The BeZine, June 2015, Vol. 1, Issue 8, Table of Contents with Links

June 15, 2015

 DIVERSITY/INCLUSION

The evolution will be poemed, painted, photographed, documented, blogged, set to music and told in story.

The evolution will be delivered by a rainbow of human beings, everyday sort of folk ….  

The evolution will not be televised.

There are people for whom the arts exists almost exclusively as an aid to social change, to political discourse– not as some sort of didacticism – but as a discussion, a wake up call, a way of approaching some truth, finding some meaning, encouraging resolution. Many of us here number among them. All of us hope for kind, just and rational social change.

We write and dream about an inclusive appreciation of diversity that will promote a world without war, a world that respects all sentient life, all humans no matter their race or national origin, religion or lack thereof, economic or social status, mental or physical disability, age or sex, or sexual preference or gender orientation. We dream of a humanity that recognizes itself as an element of the natural environment not something apart from and over it.

We may be inspired by personal experience like Colin Stewart – our youngest ever contributor – who bravely articulates his experience of being bullied and marginalized in school in No Child Is Safe. Michael Watson, a therapist, a Native American shaman and a polio victim brings us  Still Here: Meditations on Disabilism and Lara/Trace Writes About Residential Schools, those schools established ” to save the person by removing the Indian.”

For some people the impetus is the direct experience of war, which is the ultimate expression of hate and exclusion. Silva Merjanian gifts us with an essay this month, As with any war …  Silva grew up in a war-torn Beirut. And, new to us is Michael Dickel, an American-Israeli who offers three poems from his new book War Surrounds Us.

Priscilla Galasso, whose appreciation for nature has birthed so many wonderful essays here, askes us to consider the diversity in nature, worthy of nurture and celebration not for ourselves but for its very isness in her essay Diversity and Car(ry)ing Capacity — Spiritual Lessons from Nature. 

The love of our children is a sure motivation to write about and work for respect and inclusion. We see this in Naomi Baltuck’s touching Mine (yours, ours), the second of our two lead features.

The muse is inspired by empathy and ideals, observation and proximity. Terri Stewart gives us one of our lead pieces this month, a moving poem, Created to Be Included. Sharon Frye shows a tender understanding of a Vietnamese refugee in her poem At Model Nails. This is the first time Sharon’s work is included here, but her poetry has found a home in many other publications including The Galway Review, The Portuguese journal, “O Equador das Coisas,” Mad Swirl, and The Blue Max Review (Ireland).

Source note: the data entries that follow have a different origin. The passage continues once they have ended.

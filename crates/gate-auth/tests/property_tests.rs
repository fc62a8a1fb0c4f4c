use gate_auth::{Error, decode_payload, validate};
use gate_test_utils::token::encode_token;
use proptest::prelude::*;
use serde_json::{Map, Value};

fn leaf() -> impl Strategy<Value = Value> {
    prop_oneof![
        Just(Value::Null),
        any::<bool>().prop_map(Value::Bool),
        any::<i64>().prop_map(Value::from),
        "\\PC{0,16}".prop_map(Value::String),
    ]
}

fn json_value() -> impl Strategy<Value = Value> {
    leaf().prop_recursive(3, 24, 4, |inner| {
        prop_oneof![
            prop::collection::vec(inner.clone(), 0..4).prop_map(Value::Array),
            prop::collection::btree_map("[a-z_]{1,8}", inner, 0..4)
                .prop_map(|m| Value::Object(m.into_iter().collect())),
        ]
    })
}

fn json_object() -> impl Strategy<Value = Map<String, Value>> {
    prop::collection::btree_map("[a-z_]{1,12}", json_value(), 0..6)
        .prop_map(|m| m.into_iter().collect())
}

proptest! {
    #[test]
    fn decode_is_left_inverse_of_encode(payload in json_object()) {
        let token = encode_token(&Value::Object(payload.clone()));
        let decoded = decode_payload(&token).unwrap();
        prop_assert_eq!(decoded, payload);
    }

    #[test]
    fn wrong_segment_count_is_format_error(parts in prop::collection::vec("[A-Za-z0-9_-]{0,6}", 0..8)) {
        let token = parts.join(".");
        let segments = token.split('.').count();
        prop_assume!(segments != 3);
        let is_format_error = matches!(decode_payload(&token), Err(Error::Format { .. }));
        prop_assert!(is_format_error);
    }

    #[test]
    fn validate_matches_string_equality(a in "\\PC{0,24}", b in "\\PC{0,24}") {
        prop_assert_eq!(validate(&a, &b), a == b);
        prop_assert!(validate(&a, &a));
    }
}
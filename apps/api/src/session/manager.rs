//! Session Manager: creates, restores, patches, and tears down the active session.
//!
//! Collaborators are injected: the snapshot store, the credential lookup, the
//! navigator, and the notifier. State changes are published on a
//! `tokio::sync::watch` channel so readers do not need a render loop.
//!
//! There is no reentrancy guard. Two overlapping operations both persist and
//! the later write wins.

use std::sync::Arc;

use thiserror::Error;
use tokio::sync::watch;
use tracing::{debug, info, warn};

use crate::credentials::{find_match, CredentialSource, LookupError};
use crate::models::session::{NewAccount, Session, SessionPatch};
use crate::session::effects::{
    Navigator, Notifier, HOME_PATH, LANDING_PATH, MSG_INVALID_CREDENTIALS, MSG_LOGIN_FAILED,
    MSG_LOGIN_OK, MSG_LOGOUT_OK, MSG_SIGNUP_FAILED, MSG_SIGNUP_OK,
};
use crate::session::state::SessionState;
use crate::storage::{SnapshotStore, StorageError};

#[derive(Debug, Error)]
pub enum SessionError {
    #[error("Invalid email or password")]
    InvalidCredentials,

    #[error("Credential lookup failed: {0}")]
    Lookup(#[from] LookupError),

    #[error("Matched credential record is not a valid profile: {0}")]
    InvalidRecord(#[source] serde_json::Error),

    #[error("No active session")]
    NotAuthenticated,

    #[error("Patch does not produce a valid session: {0}")]
    InvalidPatch(#[source] serde_json::Error),

    #[error("Could not serialize session: {0}")]
    Serialize(#[source] serde_json::Error),

    #[error("Storage error: {0}")]
    Storage(#[from] StorageError),
}

pub struct SessionManager {
    store: Arc<dyn SnapshotStore>,
    credentials: Arc<dyn CredentialSource>,
    navigator: Arc<dyn Navigator>,
    notifier: Arc<dyn Notifier>,
    storage_key: String,
    state: watch::Sender<SessionState>,
}
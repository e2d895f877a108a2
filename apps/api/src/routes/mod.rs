pub mod health;

use axum::{
    routing::{get, post},
    Router,
};

use crate::session::handlers;
use crate::state::AppState;

pub fn build_router(state: AppState) -> Router {
    Router::new()
        .route("/health", get(health::health_handler))
        .route(
            "/api/v1/session",
            get(handlers::handle_get_session).patch(handlers::handle_update),
        )
        .route("/api/v1/session/login", post(handlers::handle_login))
        .route("/api/v1/session/signup", post(handlers::handle_signup))
        .route("/api/v1/session/logout", post(handlers::handle_logout))
        .with_state(state)
}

Sometimes the lives and work of  people who lived at other times and/or other places resonates for us. Roses and Their Homilies is an homage to Sor Juana Inez de la Cruz, the stellar poet of 17th Century New Spain. The clerical authority of her day simply could not put  her intellect together with her womanhood. Tragically for her and for us, this caused her to give up her writing five years before her death.

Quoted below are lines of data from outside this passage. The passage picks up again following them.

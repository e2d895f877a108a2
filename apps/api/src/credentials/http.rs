use async_trait::async_trait;
use reqwest::Client;
use tracing::{debug, warn};

use super::{parse_document, CredentialSource, LookupError};
use crate::models::credential::CredentialRecord;

/// Fetches the lookup document over HTTP(S). Single attempt, no timeout,
/// no retry: a failed fetch fails the login.
#[derive(Clone)]
pub struct HttpCredentialSource {
    client: Client,
    url: String,
}

impl HttpCredentialSource {
    pub fn new(url: String) -> Self {
        Self {
            client: Client::new(),
            url,
        }
    }
}

#[async_trait]
impl CredentialSource for HttpCredentialSource {
    async fn fetch_records(&self) -> Result<Vec<CredentialRecord>, LookupError> {
        let response = self
            .client
            .get(&self.url)
            .header("accept", "application/json")
            .send()
            .await?;

        let status = response.status();
        if !status.is_success() {
            warn!("Credential lookup {} returned {}", self.url, status);
            return Err(LookupError::Status {
                status: status.as_u16(),
            });
        }

        let bytes = response.bytes().await?;
        let records = parse_document(&bytes)?;
        debug!("Fetched {} credential record(s) from {}", records.len(), self.url);
        Ok(records)
    }
}
use std::sync::Arc;

use crate::session::SessionManager;

/// Shared application state injected into all route handlers via Axum extractors.
#[derive(Clone)]
pub struct AppState {
    /// The single session this process hosts, standing in for one browser context.
    pub sessions: Arc<SessionManager>,
}
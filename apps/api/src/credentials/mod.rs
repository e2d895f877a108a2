//! Credential lookup: the static resource logins are checked against.
//!
//! The resource is a JSON document of user records. It is read whole on every
//! login attempt; nothing is cached.

use std::path::PathBuf;
use std::sync::Arc;

use async_trait::async_trait;
use thiserror::Error;
use tracing::{debug, info};

use crate::config::CredentialsSource;
use crate::models::credential::{CredentialDocument, CredentialRecord};

pub mod http;

pub use http::HttpCredentialSource;

#[derive(Debug, Error)]
pub enum LookupError {
    #[error("HTTP error: {0}")]
    Http(#[from] reqwest::Error),

    #[error("Lookup returned status {status}")]
    Status { status: u16 },

    #[error("I/O error reading {path}: {source}")]
    Io {
        path: PathBuf,
        #[source]
        source: std::io::Error,
    },

    #[error("JSON parse error: {0}")]
    Parse(#[from] serde_json::Error),
}

#[async_trait]
pub trait CredentialSource: Send + Sync {
    async fn fetch_records(&self) -> Result<Vec<CredentialRecord>, LookupError>;
}

/// Parses either accepted document shape into records.
pub fn parse_document(bytes: &[u8]) -> Result<Vec<CredentialRecord>, LookupError> {
    let document: CredentialDocument = serde_json::from_slice(bytes)?;
    Ok(document.into_records())
}

/// Reads the lookup document from a local file.
#[derive(Debug, Clone)]
pub struct FileCredentialSource {
    path: PathBuf,
}

impl FileCredentialSource {
    pub fn new(path: PathBuf) -> Self {
        Self { path }
    }
}

#[async_trait]
impl CredentialSource for FileCredentialSource {
    async fn fetch_records(&self) -> Result<Vec<CredentialRecord>, LookupError> {
        let bytes = tokio::fs::read(&self.path)
            .await
            .map_err(|source| LookupError::Io {
                path: self.path.clone(),
                source,
            })?;
        let records = parse_document(&bytes)?;
        debug!("Read {} credential record(s) from {}", records.len(), self.path.display());
        Ok(records)
    }
}

/// Fixed in-memory records.
#[derive(Debug, Clone, Default)]
pub struct StaticCredentialSource {
    records: Vec<CredentialRecord>,
}

impl StaticCredentialSource {
    pub fn new(records: Vec<CredentialRecord>) -> Self {
        Self { records }
    }

    /// Builds the source from a JSON document.
    pub fn from_json(document: &str) -> Result<Self, LookupError> {
        Ok(Self::new(parse_document(document.as_bytes())?))
    }
}

#[async_trait]
impl CredentialSource for StaticCredentialSource {
    async fn fetch_records(&self) -> Result<Vec<CredentialRecord>, LookupError> {
        Ok(self.records.clone())
    }
}

pub fn create_source(source: &CredentialsSource) -> Arc<dyn CredentialSource> {
    match source {
        CredentialsSource::File(path) => {
            info!("Credential lookup: file {}", path.display());
            Arc::new(FileCredentialSource::new(path.clone()))
        }
        CredentialsSource::Url(url) => {
            info!("Credential lookup: {url}");
            Arc::new(HttpCredentialSource::new(url.clone()))
        }
    }
}

/// Linear scan; the first exact match wins. Duplicate emails are not
/// rejected, later records with the same pair are unreachable.
pub fn find_match<'a>(
    records: &'a [CredentialRecord],
    email: &str,
    password: &str,
) -> Option<&'a CredentialRecord> {
    records.iter().find(|record| record.matches(email, password))
}
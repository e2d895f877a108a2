mod config;
mod credentials;
mod errors;
mod models;
mod routes;
mod session;
mod state;
mod storage;

use anyhow::Result;
use std::net::SocketAddr;
use std::sync::Arc;
use tower_http::{cors::CorsLayer, trace::TraceLayer};
use tracing::{debug, info};
use tracing_subscriber::{layer::SubscriberExt, util::SubscriberInitExt, EnvFilter};

use crate::config::Config;
use crate::credentials::create_source;
use crate::routes::build_router;
use crate::session::effects::{LoggingNavigator, LoggingNotifier};
use crate::session::{SessionManager, SessionState};
use crate::state::AppState;
use crate::storage::create_store;

#[tokio::main]
async fn main() -> Result<()> {
    // Load configuration first (fails on missing backend settings)
    let config = Config::from_env()?;

    // Initialize structured logging
    tracing_subscriber::registry()
        .with(EnvFilter::try_from_default_env().unwrap_or_else(|_| {
            EnvFilter::new(format!("{}={}", env!("CARGO_CRATE_NAME"), &config.rust_log))
        }))
        .with(tracing_subscriber::fmt::layer())
        .init();

    info!("Starting session API v{}", env!("CARGO_PKG_VERSION"));

    let store = create_store(&config).await?;
    let credentials = create_source(&config.credentials_source);

    let sessions = Arc::new(SessionManager::new(
        store,
        credentials,
        Arc::new(LoggingNavigator),
        Arc::new(LoggingNotifier),
        config.storage_key.clone(),
    ));
    spawn_session_watcher(&sessions);

    sessions.initialize().await;
    info!("Session initialized: {}", sessions.state().label());

    let state = AppState { sessions };

    // Build router
    let app = build_router(state)
        .layer(TraceLayer::new_for_http())
        .layer(CorsLayer::permissive()); // TODO: restrict origins once the web front-end has a fixed host

    let addr: SocketAddr = format!("0.0.0.0:{}", config.port).parse()?;
    info!("Listening on {addr}");

    let listener = tokio::net::TcpListener::bind(addr).await?;
    axum::serve(listener, app).await?;

    Ok(())
}

/// Logs the profile of every authenticated state the manager publishes.
fn spawn_session_watcher(sessions: &SessionManager) {
    let mut updates = sessions.subscribe();
    tokio::spawn(async move {
        while updates.changed().await.is_ok() {
            if let SessionState::Authenticated(session) = &*updates.borrow_and_update() {
                debug!(
                    "Session {} now at level {} with {} point(s), {} achievement(s)",
                    session.id,
                    session.level,
                    session.total_points,
                    session.achievements.len()
                );
            }
        }
    });
}
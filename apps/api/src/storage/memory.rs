use std::collections::HashMap;

use async_trait::async_trait;
use tokio::sync::RwLock;

use super::{SnapshotStore, StorageError};

/// Process-local store. Used by tests and by `SNAPSHOT_BACKEND=memory`.
#[derive(Debug, Default)]
pub struct MemoryStore {
    entries: RwLock<HashMap<String, String>>,
}

#[async_trait]
impl SnapshotStore for MemoryStore {
    async fn get(&self, key: &str) -> Result<Option<String>, StorageError> {
        Ok(self.entries.read().await.get(key).cloned())
    }

    async fn set(&self, key: &str, value: &str) -> Result<(), StorageError> {
        self.entries
            .write()
            .await
            .insert(key.to_string(), value.to_string());
        Ok(())
    }

    async fn remove(&self, key: &str) -> Result<(), StorageError> {
        self.entries.write().await.remove(key);
        Ok(())
    }
}
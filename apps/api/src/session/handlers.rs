use axum::{extract::State, Json};
use serde::{Deserialize, Serialize};

use crate::errors::{AppError, AppJson};
use crate::models::session::{NewAccount, Session, SessionPatch};
use crate::session::effects::{HOME_PATH, LANDING_PATH};
use crate::state::AppState;

#[derive(Serialize)]
pub struct SessionView {
    pub session: Option<Session>,
    pub loading: bool,
}

#[derive(Deserialize)]
pub struct LoginRequest {
    pub email: String,
    pub password: String,
}

/// Result of an operation that moved the user to another screen.
#[derive(Serialize)]
pub struct TransitionResponse {
    pub session: Option<Session>,
    pub redirect: &'static str,
}

/// GET /api/v1/session
pub async fn handle_get_session(State(state): State<AppState>) -> Json<SessionView> {
    Json(SessionView {
        session: state.sessions.current(),
        loading: state.sessions.is_loading(),
    })
}

/// POST /api/v1/session/login
pub async fn handle_login(
    State(state): State<AppState>,
    AppJson(req): AppJson<LoginRequest>,
) -> Result<Json<TransitionResponse>, AppError> {
    let session = state.sessions.login(&req.email, &req.password).await?;
    Ok(Json(TransitionResponse {
        session: Some(session),
        redirect: HOME_PATH,
    }))
}

/// POST /api/v1/session/signup
pub async fn handle_signup(
    State(state): State<AppState>,
    AppJson(account): AppJson<NewAccount>,
) -> Result<Json<TransitionResponse>, AppError> {
    let session = state.sessions.register(account).await?;
    Ok(Json(TransitionResponse {
        session: Some(session),
        redirect: HOME_PATH,
    }))
}

/// POST /api/v1/session/logout
pub async fn handle_logout(State(state): State<AppState>) -> Json<TransitionResponse> {
    state.sessions.logout().await;
    Json(TransitionResponse {
        session: None,
        redirect: LANDING_PATH,
    })
}

/// PATCH /api/v1/session
pub async fn handle_update(
    State(state): State<AppState>,
    AppJson(patch): AppJson<SessionPatch>,
) -> Result<Json<Session>, AppError> {
    Ok(Json(state.sessions.update(&patch).await?))
}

Each month the core team picks a theme.  We don’t dictate the slant.  We give everyone free rein. It’s always a surprise to see how the theme is addressed, who will hammer the theme dead on and who will address it obliquely. This month, when all the work was read, sorted and organized, most of us chose to “celebrate” diversity by illustrating just how slow and insufficient are the reforms and just how resistant humanity can be to inclusion. There is some deeply passionate work here.

I can’t help but think that the justice so many of us seek is rooted in transforming values. Hence, it is more evolutionary than revolutionary. Perhaps it is most evident in our blogosphere and social networking, in the heart-born prose and poems of simple folk like you and me with nary a politician or corporatist among us.

Perhaps the true evolution – the one that will foster permanent transformation – is a bottom-up thing, more likely to be blogged than broadcast, rising from homespun poetry and outsider art – sometimes rudimentary and awkward, but always quiet and true and slow like a secret whispered from one person to the next. It is something stewing even as we write, paint, make music, read and encourage one another. There is bone and muscle in what we do. Individually we have small “audiences.” Collectively we speak to enormous and geographically diverse populations.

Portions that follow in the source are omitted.